Now, I know of at least three no-go zones in Minnesota:

The skyways. Nobody can get anywhere up there. The maps are terrible.

Minnehaha Falls, which is much too slippery to approach this time of year. How many times do we have to ask you to stop snapping selfies under the icicles?

The city of St. Paul. Do not approach. They will challenge you to a snowball fight.

This guy didn't seem to be in any of those places. He just rolled in to town to insult Minnesota to its face.

We could ignore this display of not-Minnesota not-Nice.

This guy and his friends are a bunch of squeaky clown shoes, and they aren't worth the ink it would take to print their names.

But this weekend, they cast lie after lie after lie into the wind, describing a Minneapolis that is a terrifying wasteland, safe only to travel in armored cars and with bulletproof vests. We don't know who's waiting downwind, believing every word.

We've heard stories like these before. We've seen camera crews from Fox and Friends trawl the sidewalks of Cedar-Riverside, mocking the people they meet.

We've seen the three militia guys the FBI arrested last year — the ones who allegedly drove in from Illinois to toss a bomb into the Dar Al-Farooq Islamic Center.

When bullies come to town, you can ignore them and starve them of the attention they so dearly crave. Or you can push back when they try to push people around.

Bullies came to town this weekend. And Minnesotans were not having it.

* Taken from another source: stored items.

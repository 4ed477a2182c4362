// src/simulation/sampler.rs

use crate::model::instance::Instance;
use rand::Rng;
use std::collections::{HashMap, HashSet};

/// Scenario indices, one per stage, root first.
pub type ScenarioPath = Vec<usize>;

/// Conditional scenario probabilities of every stage.
#[derive(Debug, Clone)]
pub struct ScenarioTree {
    probabilities: Vec<Vec<f64>>,
}

impl ScenarioTree {
    pub fn from_instance(instance: &Instance) -> Self {
        Self {
            probabilities: instance
                .stages
                .iter()
                .map(|stage| stage.scenarios.iter().map(|s| s.probability).collect())
                .collect(),
        }
    }

    pub fn horizon(&self) -> usize {
        self.probabilities.len()
    }

    pub fn branching(&self, t: usize) -> usize {
        self.probabilities[t].len()
    }

    /// `Π g_t`, or `None` if it does not fit in `usize`.
    pub fn total_paths(&self) -> Option<usize> {
        self.probabilities
            .iter()
            .try_fold(1usize, |acc, stage| acc.checked_mul(stage.len()))
    }

    /// Unconditional probability of `path`.
    pub fn path_probability(&self, path: &[usize]) -> f64 {
        path.iter()
            .enumerate()
            .map(|(t, &s)| self.probabilities[t][s])
            .product()
    }

    /// Every root-to-leaf path in lexicographic order, the last stage
    /// varying fastest.
    pub fn enumerate(&self) -> Vec<ScenarioPath> {
        let horizon = self.horizon();
        let total = self.total_paths().unwrap_or(usize::MAX);
        let mut paths = Vec::with_capacity(total.min(1 << 16));
        if horizon == 0 || self.probabilities.iter().any(|p| p.is_empty()) {
            return paths;
        }

        let mut current = vec![0; horizon];
        loop {
            paths.push(current.clone());
            // Odometer step from the last stage backwards.
            let mut t = horizon;
            loop {
                if t == 0 {
                    return paths;
                }
                t -= 1;
                current[t] += 1;
                if current[t] < self.branching(t) {
                    break;
                }
                current[t] = 0;
            }
        }
    }

    /// One scenario of stage `t` by inverse-CDF sampling.
    fn draw<R: Rng + ?Sized>(&self, t: usize, rng: &mut R) -> usize {
        let u: f64 = rng.gen();
        let mut cumulative = 0.0;
        for (s, p) in self.probabilities[t].iter().enumerate() {
            cumulative += p;
            if u < cumulative {
                return s;
            }
        }
        // Rounding left the cumulative sum just below one.
        self.branching(t) - 1
    }

    /// Builds the paths for one iteration.
    ///
    /// `requested == 0`, or a request at least as large as the tree,
    /// enumerates every path. Otherwise distinct paths are drawn with
    /// duplicate rejection; if `attempts_per_path * requested` draws are not
    /// enough the whole tree is enumerated instead.
    pub fn sample<R: Rng + ?Sized>(&self, requested: usize, attempts_per_path: usize, rng: &mut R) -> SampleSet {
        let total = self.total_paths();
        let covers_tree = total.map_or(false, |total| requested >= total);
        if requested == 0 || covers_tree {
            if requested > 0 {
                log::info!(
                    "{} paths requested but the tree only has {}, enumerating",
                    requested,
                    total.unwrap_or(0)
                );
            }
            return SampleSet::new(self, self.enumerate(), true);
        }

        let max_attempts = requested.saturating_mul(attempts_per_path.max(1));
        let mut seen = HashSet::with_capacity(requested);
        let mut paths = Vec::with_capacity(requested);
        let mut attempts = 0;
        while paths.len() < requested {
            if attempts == max_attempts {
                log::warn!(
                    "only {} distinct paths after {} draws, enumerating the tree",
                    paths.len(),
                    attempts
                );
                return SampleSet::new(self, self.enumerate(), true);
            }
            attempts += 1;
            let path: ScenarioPath = (0..self.horizon()).map(|t| self.draw(t, rng)).collect();
            if seen.insert(path.clone()) {
                paths.push(path);
            }
        }
        SampleSet::new(self, paths, false)
    }
}

/// The paths of one iteration with their probabilities and shared-prefix
/// owners.
#[derive(Debug, Clone)]
pub struct SampleSet {
    pub paths: Vec<ScenarioPath>,
    /// Unconditional probability of each path.
    pub probabilities: Vec<f64>,
    /// Whether the set is the whole tree.
    pub exhaustive: bool,
    /// `owners[m][t]` is the first path with the same scenarios as `m` on
    /// stages `0..=t`.
    owners: Vec<Vec<usize>>,
}

impl SampleSet {
    pub fn new(tree: &ScenarioTree, paths: Vec<ScenarioPath>, exhaustive: bool) -> Self {
        let probabilities = paths.iter().map(|p| tree.path_probability(p)).collect();
        let horizon = tree.horizon();
        let mut owners = vec![vec![0; horizon]; paths.len()];
        for t in 0..horizon {
            let mut first: HashMap<&[usize], usize> = HashMap::new();
            for (m, path) in paths.iter().enumerate() {
                owners[m][t] = *first.entry(&path[..=t]).or_insert(m);
            }
        }
        Self {
            paths,
            probabilities,
            exhaustive,
            owners,
        }
    }

    pub fn len(&self) -> usize {
        self.paths.len()
    }

    pub fn is_empty(&self) -> bool {
        self.paths.is_empty()
    }

    pub fn owner(&self, m: usize, t: usize) -> usize {
        self.owners[m][t]
    }

    /// True when no earlier path shares `m`'s prefix through stage `t`.
    pub fn is_first_visit(&self, m: usize, t: usize) -> bool {
        self.owners[m][t] == m
    }
}

#[cfg(test)]
mod tests {
    use super::*;
    use crate::model::instance::fixtures::small_instance;
    use rand::rngs::StdRng;
    use rand::SeedableRng;

    #[test]
    fn enumeration_is_the_cartesian_product() {
        let tree = ScenarioTree::from_instance(&small_instance());
        let paths = tree.enumerate();
        assert_eq!(
            paths,
            vec![vec![0, 0, 0], vec![0, 0, 1], vec![0, 1, 0], vec![0, 1, 1]]
        );
        let total: f64 = paths.iter().map(|p| tree.path_probability(p)).sum();
        assert!((total - 1.0).abs() < 1e-12);
    }

    #[test]
    fn owners_point_at_first_shared_prefix() {
        let tree = ScenarioTree::from_instance(&small_instance());
        let set = SampleSet::new(&tree, tree.enumerate(), true);
        assert_eq!(set.owner(3, 0), 0);
        assert_eq!(set.owner(3, 1), 2);
        assert_eq!(set.owner(3, 2), 3);
        assert!(set.is_first_visit(1, 2));
        assert!(!set.is_first_visit(1, 1));
    }

    #[test]
    fn sampled_paths_are_distinct() {
        let tree = ScenarioTree::from_instance(&small_instance());
        let mut rng = StdRng::seed_from_u64(7);
        let set = tree.sample(3, 1000, &mut rng);
        assert_eq!(set.len(), 3);
        assert!(!set.exhaustive);
        let unique: HashSet<_> = set.paths.iter().collect();
        assert_eq!(unique.len(), 3);
        assert!(set.paths.iter().all(|p| p[0] == 0));
    }

    #[test]
    fn oversized_request_enumerates() {
        let tree = ScenarioTree::from_instance(&small_instance());
        let mut rng = StdRng::seed_from_u64(1);
        let set = tree.sample(50, 1000, &mut rng);
        assert!(set.exhaustive);
        assert_eq!(set.paths, tree.enumerate());
    }

    #[test]
    fn exhausted_retries_fall_back_to_enumeration() {
        let mut instance = small_instance();
        // Make one leaf certain so only two distinct paths can ever be drawn.
        instance.stages[2].scenarios[0].probability = 1.0;
        instance.stages[2].scenarios[1].probability = 0.0;
        let tree = ScenarioTree::from_instance(&instance);
        let mut rng = StdRng::seed_from_u64(3);
        let set = tree.sample(3, 10, &mut rng);
        assert!(set.exhaustive);
        assert_eq!(set.len(), 4);
    }
}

"This is a lie," state Rep. Pat Garofalo, R-Farmington, fired back at the stranger on Twitter. "For anyone outside of MN, please realize Minneapolis — like any large city — has some rough neighborhoods. But there is no such 'no go zone.' This is a farce."

Tony Webster, Twin Cities champion of open records, sacrificed his weekend to keep tabs on the visitors as they tweeted about town — from U.S. Rep. Ilhan Omar's office to Dar Al-Farooq to the lobby of the Star Tribune — and tried to fact-check them in real time. For his troubles, he said, somebody sent him threatening messages about his dog.

Their team consists of a Mueller report footnote, somebody banned from Twitter, some other guy and a crack security detail they can't show you but, trust us, they're just off-camera.

The Worst Super Friends Reboot donned bulletproof vests and headed out into the town they kept calling "Minneapolistan."

"If you're not familiar with Minnesota, you don't know how this works, but the Islamicist forces have taken over sections of the respective police departments," they explained in the same earnest tones they used to try to convince potential donors that it costs $8,000 to get to Minnesota. For every minute they spent lying about conditions in Minnesota, they spent at least four begging for donations for their cause.

"There are sharia police in Minnesota now," they said, hilariously wrongly. "There are men who walk around in orange vests that say 'sharia police.' "

The mayors of Minneapolis and St. Paul could not be bothered to fact-check this nonsense Sunday, because they were busy having a snowball fight in St. Paul — in one of those snow-go zones you hear so much about.